生理状态下,人体内存在于细胞膜上的受体可特异性地识别配体和抗体分子,并将其导入到体内特定的位置。将配体连接到药物载体表面后,可通过配体-受体介导这一途径将药物特异性地导入体内某一部位,从而实现主动靶向转运。肿瘤组织细胞膜上存在多种特异性受体,如转铁蛋白受体(Transferrin receptor,TFR)、低密度脂蛋白受体和叶酸受体等,有些受体已证实可作为特定肿瘤靶向治疗的靶点。近年来,转铁蛋白(Transferrin,TF)和TFR介导的药物传递系统也取得了令人振奋的结果(Wang X,etal.Targeted delivery of tumor suppressor microRNA-1by transferrin-conjugatedlipopolyplex nanoparticles to patient-derived glioblastoma stem cells.CurrPharm Biotechnol,2014.15:839-46.Lubgan D,Marczak A,Distel L,et al.Transferrinconjugates in the anticancer therapy.Postepy Biochem,2006.52:72-9)。
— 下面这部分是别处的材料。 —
use std::rc::Rc;

use bytes::Bytes;
use snappr_core::config::ProtocolKind;
use snappr_core::{NodeId, TimeDelta};
use snappr_sim::{ring, RecvSpec};
use snappr_transport::Strided;

use crate::*;

/// 10000 bytes in 1500-byte packets: 7 packets, injection done at
/// 10000 * 10 ps, one reassembly one hop later.
#[test]
fn test_ten_thousand_byte_put() {
    let mut sim = sim(&config(ProtocolKind::DirectPut, 1_000));
    let recv = sim.post_recv(NodeId(1), recv_spec(10_000, 0)).unwrap();
    let send = sim.send(send_args(10_000, 0)).unwrap();
    sim.run().unwrap();

    assert_eq!(send.completed_at(), Some(ps(100_000)));
    assert_eq!(recv.completed_at(), Some(ps(101_000)));
    assert_eq!(send.completions(), 1);
    assert_eq!(recv.completions(), 1);

    let rx = sim.endpoint(NodeId(1)).unwrap();
    assert_eq!(rx.nic().reassembly().completed(), 1);
    assert!(rx.nic().reassembly().in_progress().is_empty());
    let tx = sim.endpoint(NodeId(0)).unwrap();
    assert_eq!(tx.nic().stats().ports()[0].packets_sent, 7);
    assert!(tx.protocol().send_flows().is_empty());
}

#[test]
fn test_eager_has_same_timing_and_carries_data() {
    let mut sim = sim(&config(ProtocolKind::Eager, 1_000));
    let recv = sim.post_recv(NodeId(1), recv_spec(4, 3)).unwrap();
    let mut args = send_args(4, 3);
    args.buffer = Some(Bytes::from_static(b"snap"));
    let send = sim.send(args).unwrap();
    sim.run().unwrap();

    assert_eq!(send.completed_at(), Some(ps(40)));
    assert_eq!(recv.completed_at(), Some(ps(1_040)));
    assert_eq!(recv.data().as_deref(), Some(&b"snap"[..]));
    let status = recv.status().unwrap();
    assert_eq!((status.source, status.tag, status.count, status.bytes), (0, 3, 4, 4));
}

#[test]
fn test_eager_packs_and_receiver_unpacks_strided_data() {
    let strided = Rc::new(Strided::new(40, 2, 4).unwrap());
    let mut sim = sim(&config(ProtocolKind::Eager, 1_000));
    let recv = sim
        .post_recv(
            NodeId(1),
            RecvSpec {
                comm: 0,
                source: None,
                tag: None,
                count: 3,
                datatype: strided.clone(),
            },
        )
        .unwrap();
    let mut args = send_args(3, 0);
    args.datatype = strided;
    args.buffer = Some(Bytes::from_static(&[1, 2, 0, 0, 3, 4, 0, 0, 5, 6]));
    sim.send(args).unwrap();
    sim.run().unwrap();

    assert_eq!(recv.status().unwrap().bytes, 6);
    assert_eq!(
        recv.data().as_deref(),
        Some(&[1u8, 2, 0, 0, 3, 4, 0, 0, 5, 6, 0, 0][..])
    );
}

#[test]
fn test_unexpected_payload_completes_later_receive() {
    let mut sim = sim(&config(ProtocolKind::DirectPut, 1_000));
    let send = sim.send(send_args(3_000, 9)).unwrap();
    sim.run().unwrap();
    assert!(send.is_complete());
    assert_eq!(sim.endpoint(NodeId(1)).unwrap().matcher().unexpected_len(), 1);

    sim.run_until(ps(1_000_000)).unwrap();
    let recv = sim.post_recv(NodeId(1), recv_spec(3_000, 9)).unwrap();
    assert_eq!(recv.completed_at(), Some(ps(1_000_000)));
    // The sender was not late.
    assert_eq!(recv.delay().unwrap().sync, TimeDelta::ZERO);
    assert_eq!(sim.endpoint(NodeId(1)).unwrap().matcher().unexpected_len(), 0);
}

#[test]
fn test_late_sender_is_charged_as_sync_delay() {
    let mut sim = sim(&config(ProtocolKind::DirectPut, 1_000));
    let recv = sim.post_recv(NodeId(1), recv_spec(100, 0)).unwrap();
    sim.send_at(ps(5_000), send_args(100, 0));
    sim.run().unwrap();

    assert_eq!(recv.completed_at(), Some(ps(7_000)));
    assert_eq!(recv.delay().unwrap().sync, TimeDelta::from_ps(5_000));
}

#[test]
fn test_zero_byte_message_still_completes() {
    let mut sim = sim(&config(ProtocolKind::DirectPut, 1_000));
    let recv = sim.post_recv(NodeId(1), recv_spec(0, 0)).unwrap();
    let send = sim.send(send_args(0, 0)).unwrap();
    sim.run().unwrap();

    assert_eq!(send.completed_at(), Some(ps(0)));
    assert_eq!(recv.completed_at(), Some(ps(1_000)));
    assert_eq!(recv.status().unwrap().bytes, 0);
}

#[test]
fn test_ejection_delay_pushes_out_completion() {
    let mut config = config(ProtocolKind::DirectPut, 1_000);
    config.nic.ejection_byte_delay_ps = 1;
    let mut sim = sim(&config);
    let recv = sim.post_recv(NodeId(1), recv_spec(3_000, 0)).unwrap();
    sim.send(send_args(3_000, 0)).unwrap();
    sim.run().unwrap();

    // Packet 1 lands at 16000 and ejects by 17500; packet 2 lands at
    // 31000 and ejects by 32500.
    assert_eq!(recv.completed_at(), Some(ps(32_500)));
}

#[test]
fn test_ring_workload_completes_for_both_protocols() {
    for protocol in [ProtocolKind::DirectPut, ProtocolKind::Eager] {
        let mut config = config(protocol, 50_000);
        config.workload.endpoints = 4;
        config.workload.messages = 3;
        config.workload.message_bytes = 7_000;

        let mut sim = sim(&config);
        let workload = ring(&mut sim, &config.workload).unwrap();
        sim.run().unwrap();

        assert_eq!(workload.incomplete(), 0, "{protocol:?}");
        assert_eq!(workload.recvs.len(), 12);
        for ep in sim.endpoints() {
            assert_eq!(ep.flows_issued(), 3);
            assert_eq!(ep.matcher().finalized(), 3);
            assert_eq!(ep.matcher().unexpected_len(), 0);
            assert!(ep.protocol().send_flows().is_empty());
        }
    }
}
利用TFR有效的靶向作用,TF与抗肿瘤药物的交联物既提高了药物的特异性结合能力,也增强了其治疗效果。TF是由肝脏合成的一种单链糖蛋白,其相对分子质量约75-77kD,体内半衰期约8天(Li H,et al.The role of the transferrin-transferrin-receptor system in drugdelivery and targeting.Trends Pharmacol Sci,2002.23:206-9.)。TF有两个相同的球形结构域,分别位于N-端和C-端,这两个结构域有一定的同源性(Andrés MT,etal.Antimicrobial mechanism of action of transferrins:selective inhibition ofH+-ATPase.Antimicrob Agents Chemother,2010.54:4335-42)。研究者们成功的在毕赤酵母中表达TF的N端结构域蛋白(TFn),体外实验结果表明该蛋白可以结合并释放铁原子,进一步说明了体外表达的TFn仍具有生物学活性(Mason AB,et al.Production andisolation of the recombinant N-lobe of human serum transferrin from themethylotrophic yeast Pichia pastoris.Protein Expr Purif,1996.8:119-25)。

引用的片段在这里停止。